Further improvement can be achieved using modern machine-learning techniques. One of the limiting factors in any advanced SoC design is the availability of enough designers. In some ways, running EDA tools has something in common with running a nuclear power plant: a lot of it is very repetitive, but only the best engineers are required. Machine learning allows computation, particularly in the cloud, to substitute for routine human interaction and, thus, a major increase in productivity.

The goal for digital full flow is eventual automation, sometimes called “no human in the loop.” But, as with automobiles moving toward autonomous driving, this goal must be approached through incremental steps. Perhaps this can be called “fewer humans in the loop.” When an engineer is running a tool, looking at the result, and then tweaking some parameters before running the flow again, there are a lot of opportunities to tweak the parameters automatically, at least some of the time.

There also is an opportunity to improve predictability. At some level, each tool in the flow has a standard of “goodness” that is tied up in how well it integrates with the next stage. A good placement is one that the global router handles well. A good global route is one that the detail router can handle well, and so on. Almost all of the algorithms in EDA are computationally intractable, in the sense that getting the exact optimal solution is not possible. Instead, heuristics are used. But this is another area where machine learning can be used, with heuristics at one level using machine learning to better predict how things will be downstream.

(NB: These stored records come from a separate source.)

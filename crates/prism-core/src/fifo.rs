//! Single-producer single-consumer sample FIFO.
//!
//! The audio callback pushes through [`SampleProducer`], the analysis worker
//! pops through [`SampleConsumer`]. Neither side blocks, allocates or fails:
//!
//! - the producer only advances the write cursor and never looks at the
//!   read cursor, so a slow consumer cannot stall it;
//! - when the producer laps the consumer, the oldest unread samples are
//!   overwritten and the consumer skips past them on its next pop;
//! - at most `capacity - 1` samples are ever readable.
//!
//! Cursors are monotonic `u64` sample counts, reduced modulo the capacity
//! only when indexing a slot. Slots are atomic floats so an overwrite racing
//! a read is well defined; the consumer re-checks the producer's claim
//! cursor after copying and drops whatever was lapped mid-copy.

use crate::lockfree::AtomicCounter;
use crate::{Error, Result};
use atomic_float::AtomicF32;
use core::sync::atomic::{fence, AtomicU64, Ordering};
use std::sync::Arc;

struct Shared {
    slots: Box<[AtomicF32]>,
    mask: usize,
    /// End of the block the producer is currently writing (or last wrote).
    claimed: AtomicU64,
    /// End of the last fully published block.
    written: AtomicU64,
    /// Consumer position. Stored only by the consumer.
    read: AtomicU64,
    /// Samples overwritten before the consumer reached them.
    overruns: AtomicCounter,
}

impl Shared {
    #[inline]
    fn capacity(&self) -> u64 {
        self.slots.len() as u64
    }

    #[inline]
    fn slot(&self, index: u64) -> &AtomicF32 {
        &self.slots[index as usize & self.mask]
    }
}

/// Constructor for a split sample FIFO.
pub struct RingBuffer;

impl RingBuffer {
    /// Allocate a FIFO with `capacity` slots and split it into its two ends.
    ///
    /// `capacity` must be a power of two and at least 2. One slot is kept
    /// free, so `capacity - 1` samples can be buffered.
    #[allow(clippy::new_ret_no_self)]
    pub fn new(capacity: usize) -> Result<(SampleProducer, SampleConsumer)> {
        if capacity < 2 || !capacity.is_power_of_two() {
            return Err(Error::InvalidConfig(format!(
                "FIFO capacity {} must be a power of two >= 2",
                capacity
            )));
        }

        let slots: Box<[AtomicF32]> = (0..capacity).map(|_| AtomicF32::new(0.0)).collect();
        let shared = Arc::new(Shared {
            slots,
            mask: capacity - 1,
            claimed: AtomicU64::new(0),
            written: AtomicU64::new(0),
            read: AtomicU64::new(0),
            overruns: AtomicCounter::new(),
        });

        Ok((
            SampleProducer {
                shared: Arc::clone(&shared),
                write: 0,
            },
            SampleConsumer { shared, read: 0 },
        ))
    }
}

/// Write end of the FIFO. Owned by the real-time producer.
pub struct SampleProducer {
    shared: Arc<Shared>,
    write: u64,
}

impl SampleProducer {
    /// Append samples, overwriting the oldest unread data if the consumer
    /// has fallen behind.
    ///
    /// RT-safe: no locks, no allocation, no failure. A block longer than the
    /// capacity is accepted; only its newest samples can survive.
    #[inline]
    pub fn push(&mut self, samples: &[f32]) {
        if samples.is_empty() {
            return;
        }

        let capacity = self.shared.slots.len();
        let skip = samples.len().saturating_sub(capacity);
        let start = self.write + skip as u64;
        let end = self.write + samples.len() as u64;

        // Claim before touching slots: a consumer that observes any of the
        // stores below is guaranteed to observe this claim too.
        self.shared.claimed.store(end, Ordering::Relaxed);
        fence(Ordering::Release);

        for (offset, &sample) in samples[skip..].iter().enumerate() {
            self.shared
                .slot(start + offset as u64)
                .store(sample, Ordering::Relaxed);
        }

        self.shared.written.store(end, Ordering::Release);
        self.write = end;
    }

    /// Slot count of the underlying buffer.
    pub fn capacity(&self) -> usize {
        self.shared.slots.len()
    }

    pub fn monitor(&self) -> FifoMonitor {
        FifoMonitor {
            shared: Arc::clone(&self.shared),
        }
    }
}

/// Read end of the FIFO. Owned by the analysis worker.
pub struct SampleConsumer {
    shared: Arc<Shared>,
    read: u64,
}

impl SampleConsumer {
    /// Number of samples a `pop` can currently return (at most `capacity - 1`).
    #[inline]
    pub fn readable_count(&self) -> usize {
        let written = self.shared.written.load(Ordering::Acquire);
        let usable = self.shared.capacity() - 1;
        (written - self.read).min(usable) as usize
    }

    /// Copy up to `destination.len()` samples in FIFO order, returning how
    /// many were copied.
    pub fn pop(&mut self, destination: &mut [f32]) -> usize {
        let written = self.shared.written.load(Ordering::Acquire);
        let capacity = self.shared.capacity();
        let usable = capacity - 1;

        if written - self.read > usable {
            let lost = written - usable - self.read;
            self.shared.overruns.add(lost);
            self.read = written - usable;
        }

        let count = (written - self.read).min(destination.len() as u64) as usize;
        if count == 0 {
            self.shared.read.store(self.read, Ordering::Release);
            return 0;
        }

        for (offset, slot) in destination[..count].iter_mut().enumerate() {
            *slot = self
                .shared
                .slot(self.read + offset as u64)
                .load(Ordering::Relaxed);
        }

        // Anything older than `claimed - capacity` may have been overwritten
        // while we were copying.
        fence(Ordering::Acquire);
        let claimed = self.shared.claimed.load(Ordering::Relaxed);
        let first_valid = claimed.saturating_sub(capacity);

        let lapped = first_valid.saturating_sub(self.read).min(count as u64) as usize;
        if lapped > 0 {
            destination.copy_within(lapped..count, 0);
            self.shared.overruns.add(lapped as u64);
        }

        self.read += count as u64;
        self.shared.read.store(self.read, Ordering::Release);
        count - lapped
    }

    /// Drop everything currently buffered.
    pub fn clear(&mut self) {
        self.read = self.shared.written.load(Ordering::Acquire);
        self.shared.read.store(self.read, Ordering::Release);
    }

    /// Slot count of the underlying buffer.
    pub fn capacity(&self) -> usize {
        self.shared.slots.len()
    }

    pub fn monitor(&self) -> FifoMonitor {
        FifoMonitor {
            shared: Arc::clone(&self.shared),
        }
    }
}

/// Read-only view of FIFO counters, safe to hold on any thread.
#[derive(Clone)]
pub struct FifoMonitor {
    shared: Arc<Shared>,
}

impl FifoMonitor {
    /// Total samples lost to overrun since creation.
    pub fn overrun_count(&self) -> u64 {
        self.shared.overruns.get()
    }

    /// Approximate number of unread samples.
    pub fn buffered(&self) -> usize {
        let written = self.shared.written.load(Ordering::Acquire);
        let read = self.shared.read.load(Ordering::Acquire);
        written
            .saturating_sub(read)
            .min(self.shared.capacity() - 1) as usize
    }

    /// Total samples pushed since creation.
    pub fn total_written(&self) -> u64 {
        self.shared.written.load(Ordering::Acquire)
    }

    pub fn capacity(&self) -> usize {
        self.shared.slots.len()
    }
}
//! Centralized error type for the prism umbrella crate.
//!
//! Wraps the subsystem errors so `?` propagates naturally across crate boundaries.

use thiserror::Error;

#[derive(Error, Debug)]
pub enum Error {
    #[error(transparent)]
    Core(#[from] prism_core::Error),
}

pub type Result<T> = std::result::Result<T, Error>;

Better prediction leads to both a better result and, at least potentially, a faster runtime due to the reduction in the amount of iteration required. Diagrams of a flow always look much more linear than they really are since there is so much iteration going on under the hood. It is like the famous description of a swan as serene on top but paddling furiously underneath. EDA tools often run smoothly from start to finish, but it takes a lot of furious paddling to make everything that smooth.

Mediatek

Dr. SA Hwang, the general manager of the computing and artificial intelligence technology group at Mediatek, said:

“We spend a significant effort tuning our high-performance cores to meet our aggressive performance goals. Using the new machine learning capabilities in the Innovus Implementation System’s GigaOpt Optimizer, we were able to automatically and quickly train a model of our CPU core, which resulted in an improved maximum frequency along with an 80% reduction in total negative slack. This enabled 2X shorter turnaround time for final signoff design closure.”

Summary

The evolution of EDA tools can be broken down into three phases since the mid-1980s, resulting in today’s computational software. By integrating and co-mingling previously independent design, analysis, and implementation tools, optimum results can be achieved for SoC designs. By partitioning and scaling computation to thousands of CPU cores and servers, order-of-magnitude faster computation can be achieved. By introducing machine learning to improve and harness design heuristics for system optimization, productivity can be greatly increased.

The Cadence digital full flow is an excellent example of modern computational software that contains best-in-class engines together with best-in-class integration to make everything work cleanly together. Adding machine learning improves productivity even more.